これも書いておこうか。この作品は「二人称の文学」だと思った。主人公スティーブンスの旅行記のような形で話が進むが、スティーブンスは三人称であることに徹する一人称とでも言うべき存在で、スティーブンス自身の口からスティーブンス自身の感情が語られることは決定的な場面をのぞいてほとんどない。そしてもちろんこれも決定的な場面であるのだが、重要なことは二人称で、つまりスティーブンスに話し掛ける相手の口から語られる。そして読んでいるうちに、作者は読者自身も二人称の存在として読むことに参加することを要求していることに気がつくのだ。文体の鮮やかさ。優れた翻訳。

これもついでに。ナチスというのはヨーロッパにおいては政治的なテーマであるだけでなく、文学的なテーマでもある、と解釈すべきなのだなと思った。言葉を換えて言えば、「孤独」が文学のテーマであることを止めることはおそらくここしばらくはないだろうということと同じように、あるいは「恋愛」や「欲望」がテーマであることをやめることは考えにくいのと同じように、「ナチス」もまたヨーロッパの文学においてはしばらくはテーマであることを止めないものなのだと思った。それだけ「ナチス」というものは、イシグロも言っているように、ヨーロッパ文明そのもののかなり根源的なところに近いものがある。そしてそれを憎む人たちも、それが極端に言えば西欧文明的な人間自体が抱え込んでいる暗黒(あるいは光輝)と切り離せないものであることを十分承知していて、それが悪であることを常に確認することが避けられない厄介な存在なのである。これは彼らの文学における、ある種の義務なのだろう。おそらく同じように共産主義をテーマにする義務も、多くの国、多くの民族で負わされているのだろうと思う。それに切り込んだ作品はナチスほどはないが、それはまだこれからの話だということなのだろう。

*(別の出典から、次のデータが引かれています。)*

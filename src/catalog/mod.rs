//! Static knowledge catalogs
//!
//! Built-in vocabulary of the UTS language: keywords, types, control flow,
//! global functions, object members, class methods, call signatures and code
//! snippets. Everything here is immutable, insertion ordered data; lookups are
//! exact and case sensitive.

pub mod keywords;
pub mod members;
pub mod signatures;
pub mod snippets;

pub use keywords::{
    BUILTIN_FUNCTIONS, CONTROL_KEYWORDS, CUSTOM_TYPES, KEYWORDS, TYPES, TypeEntry,
    is_builtin_function, is_control_keyword, is_keyword, is_type, type_entry,
};
pub use members::{
    CLASS_METHODS, MethodSignature, OBJECT_MEMBERS, class_method, class_methods, is_object,
    object_members,
};
pub use signatures::{FUNCTION_SIGNATURES, FunctionSignature, function_signature};
pub use snippets::{SNIPPETS, Snippet};

/// Names that resolve without a declaration in the document.
///
/// Covers every catalogued object, type and bare built-in function, plus the
/// host globals a UTS program can reference directly.
pub fn is_global_name(name: &str) -> bool {
    const HOST_GLOBALS: &[&str] = &[
        "undefined", "NaN", "Infinity", "globalThis", "arguments", "require", "module",
        "exports", "setTimeout", "clearTimeout", "setInterval", "clearInterval", "Symbol",
        "BigInt", "Boolean", "Reflect", "Proxy", "Intl", "uni", "plus", "getApp",
        "getCurrentPages",
        // Web and runtime hosts
        "window", "document", "navigator", "location", "history", "self", "global",
        "process", "Buffer", "fetch", "localStorage", "sessionStorage", "queueMicrotask",
        "structuredClone", "requestAnimationFrame", "cancelAnimationFrame", "setImmediate",
        "clearImmediate", "atob", "btoa", "alert", "URL", "URLSearchParams", "TextEncoder",
        "TextDecoder", "AbortController", "Event", "EventTarget", "Blob", "File",
        "FormData", "Headers", "Request", "Response", "WebSocket", "Worker",
        "XMLHttpRequest",
        // Mini-program hosts
        "wx", "my", "swan", "tt", "qq", "jd",
    ];

    HOST_GLOBALS.contains(&name)
        || is_object(name)
        || is_type(name)
        || BUILTIN_FUNCTIONS
            .iter()
            .any(|builtin| builtin.split('.').next() == Some(name))
}

#[cfg(test)]
mod tests {
    use super::*;

    #[test]
    fn test_global_names() {
        for name in ["window", "document", "globalThis", "setTimeout", "uni", "Math", "UTSArray", "parseInt"] {
            assert!(is_global_name(name), "{} should be global", name);
        }
        assert!(!is_global_name("missing"));
        assert!(!is_global_name("Window"));
    }
}
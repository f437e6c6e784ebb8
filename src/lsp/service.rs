//! Transport-independent language service
//!
//! The LSP backend forwards every request here with the current document
//! text. All operations are synchronous and never fail: a capability that has
//! nothing to say returns `None` or an empty list.
//!
//! ```text
//!             ┌───────────────────────┐
//! request ──► │  UtsLanguageService    │ ──► SemanticBridge (cached models)
//!             │   config: ServerConfig │ ──► features::*
//!             │   store: Diagnostics   │
//!             └───────────────────────┘
//! ```

use std::sync::Arc;

use parking_lot::RwLock;
use tower_lsp::lsp_types::{
    CompletionItem, Diagnostic, Hover, Location, Position, SignatureHelp, SymbolInformation, Url,
};
use tracing::{debug, info};

use crate::config::ServerConfig;
use crate::lsp::diagnostic_store::DiagnosticStore;
use crate::lsp::features::{
    completion, diagnostics, document_symbols, goto_definition, hover, references, signature_help,
};
use crate::parsers::CacheStats;
use crate::semantic::{SemanticBridge, SemanticModel};

pub struct UtsLanguageService {
    bridge: RwLock<SemanticBridge>,
    store: DiagnosticStore,
    config: RwLock<ServerConfig>,
}

impl Default for UtsLanguageService {
    fn default() -> Self {
        Self::new(ServerConfig::default())
    }
}

impl UtsLanguageService {
    pub fn new(config: ServerConfig) -> Self {
        Self {
            bridge: RwLock::new(SemanticBridge::new(config.compile_cache_capacity)),
            store: DiagnosticStore::new(),
            config: RwLock::new(config),
        }
    }

    pub fn config(&self) -> ServerConfig {
        self.config.read().clone()
    }

    /// Replaces the configuration. A new cache capacity starts a fresh cache.
    pub fn reconfigure(&self, config: ServerConfig) {
        if self.bridge.read().capacity() != config.compile_cache_capacity {
            *self.bridge.write() = SemanticBridge::new(config.compile_cache_capacity);
        }
        info!("Configuration updated: {:?}", config);
        *self.config.write() = config;
    }

    fn model(&self, text: &str) -> Arc<SemanticModel> {
        self.bridge.read().compile(text)
    }

    pub fn cache_stats(&self) -> CacheStats {
        self.bridge.read().stats()
    }

    /// Completion items at `position`. `trigger` is the character that
    /// triggered the request, when there was one.
    pub fn complete(&self, text: &str, position: Position, trigger: Option<&str>) -> Vec<CompletionItem> {
        debug!("complete at {:?} (trigger {:?})", position, trigger);
        let options = completion::CompletionOptions { local_symbols: self.config.read().local_symbol_completions };
        completion::complete(text, position, &self.model(text), options)
    }

    pub fn hover(&self, text: &str, position: Position) -> Option<Hover> {
        hover::hover(text, position, &self.model(text))
    }

    pub fn define(&self, uri: &Url, text: &str, position: Position) -> Option<Location> {
        goto_definition::goto_definition(uri, text, position)
    }

    pub fn references(&self, uri: &Url, text: &str, position: Position) -> Vec<Location> {
        references::find_references(uri, text, position)
    }

    pub fn symbols(&self, uri: &Url, text: &str) -> Vec<SymbolInformation> {
        document_symbols::document_symbols(uri, text)
    }

    pub fn signature_help(&self, text: &str, position: Position) -> Option<SignatureHelp> {
        signature_help::signature_help(text, position)
    }

    /// Diagnostics for `text`; the result also replaces the stored entry for
    /// `uri`.
    pub fn validate(&self, uri: &Url, text: &str) -> Vec<Diagnostic> {
        let advisory = self.config.read().advisory_diagnostics;
        let result = diagnostics::validate(text, &self.model(text), advisory);
        self.store.replace(uri, result.clone());
        debug!(
            "{} diagnostics for {} ({} documents tracked)",
            result.len(),
            uri,
            self.store.tracked_documents()
        );
        result
    }

    pub fn stored_diagnostics(&self, uri: &Url) -> Option<Vec<Diagnostic>> {
        self.store.get(uri)
    }

    /// Forgets `uri`: its stored diagnostics and, when the last text is
    /// given, the compiled model for that text.
    pub fn close(&self, uri: &Url, last_text: Option<&str>) {
        self.store.clear(uri);
        if let Some(text) = last_text {
            self.bridge.read().forget(text);
        }
    }
}
//! Document validation
//!
//! ```text
//! text ──► SemanticModel::diagnostics ──┐
//!                                       ├──► tagged with DIAGNOSTIC_SOURCE
//! text ──► advisory line pass ──────────┘     (advisory: Information only)
//! ```

use once_cell::sync::Lazy;
use regex::Regex;
use tower_lsp::lsp_types::{Diagnostic, DiagnosticSeverity, Position, Range};
use tracing::debug;

use crate::catalog;
use crate::parsers::position_utils::utf16_column;
use crate::semantic::SemanticModel;

pub const DIAGNOSTIC_SOURCE: &str = "UTS Language Server";

static CUSTOM_TYPES: Lazy<Vec<(&'static str, Regex)>> = Lazy::new(|| {
    catalog::CUSTOM_TYPES
        .iter()
        .map(|name| {
            let pattern = Regex::new(&format!(r"\b{}\b", regex::escape(name))).expect("static pattern");
            (*name, pattern)
        })
        .collect()
});
static DECORATOR: Lazy<Regex> = Lazy::new(|| Regex::new(r"@(\w+)").expect("static pattern"));
static GENERIC_PARAMETERS: Lazy<Regex> = Lazy::new(|| Regex::new(r"<([^>]+)>").expect("static pattern"));

/// Declaration keywords annotated once per line, with their message prefix.
static DECLARATION_KEYWORDS: Lazy<Vec<(Regex, &'static str)>> = Lazy::new(|| {
    [
        ("class", "UTS class definition"),
        ("function", "UTS function definition"),
        ("interface", "UTS interface definition"),
        ("type", "UTS type alias"),
        ("enum", "UTS enum definition"),
        ("namespace", "UTS namespace"),
        ("module", "UTS module"),
    ]
    .into_iter()
    .map(|(keyword, label)| {
        let pattern = Regex::new(&format!(r"\b{}\s+(\w+)", keyword)).expect("static pattern");
        (pattern, label)
    })
    .collect()
});

fn advisory(line_no: u32, line: &str, start: usize, end: usize, message: String) -> Diagnostic {
    Diagnostic {
        range: Range::new(
            Position::new(line_no, utf16_column(line, start)),
            Position::new(line_no, utf16_column(line, end)),
        ),
        severity: Some(DiagnosticSeverity::INFORMATION),
        source: Some(DIAGNOSTIC_SOURCE.to_string()),
        message,
        ..Default::default()
    }
}

/// Annotations for one line: custom types, decorators, generic parameter
/// lists, then the first use of each declaration keyword.
pub fn advisory_line(line_no: u32, line: &str) -> Vec<Diagnostic> {
    let mut diagnostics = Vec::new();

    for (ty, pattern) in CUSTOM_TYPES.iter() {
        for m in pattern.find_iter(line) {
            diagnostics.push(advisory(line_no, line, m.start(), m.end(), format!("UTS type: {}", ty)));
        }
    }
    for caps in DECORATOR.captures_iter(line) {
        let Some(whole) = caps.get(0) else { continue };
        diagnostics.push(advisory(line_no, line, whole.start(), whole.end(), format!("Decorator: {}", &caps[1])));
    }
    for caps in GENERIC_PARAMETERS.captures_iter(line) {
        let Some(whole) = caps.get(0) else { continue };
        diagnostics.push(advisory(
            line_no,
            line,
            whole.start(),
            whole.end(),
            format!("Generic parameters: {}", &caps[1]),
        ));
    }
    for (pattern, label) in DECLARATION_KEYWORDS.iter() {
        let Some(caps) = pattern.captures(line) else { continue };
        let Some(whole) = caps.get(0) else { continue };
        let keyword_len = whole.as_str().split_whitespace().next().map(str::len).unwrap_or(0);
        diagnostics.push(advisory(
            line_no,
            line,
            whole.start(),
            whole.start() + keyword_len,
            format!("{}: {}", label, &caps[1]),
        ));
    }
    diagnostics
}

/// Advisory annotations for every line of `text`.
pub fn advisory_diagnostics(text: &str) -> Vec<Diagnostic> {
    text.split('\n')
        .enumerate()
        .flat_map(|(i, line)| advisory_line(i as u32, line.strip_suffix('\r').unwrap_or(line)))
        .collect()
}

/// Compiler diagnostics tagged with [`DIAGNOSTIC_SOURCE`], followed by the
/// advisory pass when `advisory` is set.
pub fn validate(text: &str, model: &SemanticModel, advisory: bool) -> Vec<Diagnostic> {
    if !model.is_available() {
        debug!("No compiler diagnostics: semantic model unavailable");
    }
    let mut diagnostics: Vec<Diagnostic> = model
        .diagnostics()
        .into_iter()
        .map(|d| Diagnostic { source: Some(DIAGNOSTIC_SOURCE.to_string()), ..d })
        .collect();
    if advisory {
        diagnostics.extend(advisory_diagnostics(text));
    }
    diagnostics
}

#[cfg(test)]
mod tests {
    use super::*;

    fn messages(diagnostics: &[Diagnostic]) -> Vec<&str> {
        diagnostics.iter().map(|d| d.message.as_str()).collect()
    }

    #[test]
    fn test_advisory_line() {
        let line = "@Component export class Box<T> { data: UTSJSONObject; more: UTSJSONObject }";
        let diagnostics = advisory_line(2, line);
        assert_eq!(
            messages(&diagnostics),
            vec![
                "UTS type: UTSJSONObject",
                "UTS type: UTSJSONObject",
                "Decorator: Component",
                "Generic parameters: T",
                "UTS class definition: Box",
            ]
        );
        let class = diagnostics.last().expect("class annotation");
        assert_eq!(class.range, Range::new(Position::new(2, 18), Position::new(2, 23)));
        assert!(diagnostics.iter().all(|d| d.severity == Some(DiagnosticSeverity::INFORMATION)));
        assert_eq!(diagnostics[2].range.end, Position::new(2, 10));
    }

    #[test]
    fn test_keywords_need_word_boundary() {
        assert!(advisory_line(0, "let subclass = prototype;").is_empty());
        assert_eq!(
            messages(&advisory_line(0, "  type Id = string;")),
            vec!["UTS type alias: Id"]
        );
    }

    #[test]
    fn test_validate_tags_compiler_diagnostics() {
        let text = "let x: number = \"a\";";
        let model = SemanticModel::build(text);
        let diagnostics = validate(text, &model, false);
        assert_eq!(diagnostics.len(), 1);
        assert_eq!(diagnostics[0].severity, Some(DiagnosticSeverity::ERROR));
        assert_eq!(diagnostics[0].source.as_deref(), Some(DIAGNOSTIC_SOURCE));

        let with_advisory = validate("class A {}", &SemanticModel::build("class A {}"), true);
        assert_eq!(messages(&with_advisory), vec!["UTS class definition: A"]);
    }
}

振り返って日本のことを考えてみると、日本では「戦争」というもの自体がそういうものとして扱われているような気がする。しかし、どうも何だか的外れであることが多く、堂々巡りするばかりになっているように思う。それは結局、日本人が、今の日本人も昔の日本人も含めて、戦争、あるいは近代戦争というものが何であるかということをあまりにも理解が不足したまま現実に直面せざるを得なかったからではないかという気がする。何千年も戦争の歴史を積み重ねてきた例えばヨーロッパ人の戦争理解と、高々19世紀後半から20世紀前半にかけてのきわめて限定された経験しかもたない日本人の戦争理解とでは差があって当然なのだが、そういうことすら十分認識されていない気がする。わずか数十年の戦争経験で、まるで「日本人は戦争のプロだった」と思い込んでいるようだ。そしてそれはもちろん全く間違っている。戦争について語られた文学や記録は膨大なのだが、「だめだからだめだ」という以上のメッセージに到達したものはいったい存在しているのだろうか。そういうところに何か日本の不幸の源のひとつが――あるいは日本文学の枯渇の原因のひとつが――あるように思えてならない。

何だか思いがけず長大になってしまったが、『日の名残り』は私個人の内面的感動と言う点では最近のベストワンだ。美しさ、という点ではもっと勝るものはあるにしても。(4.19.)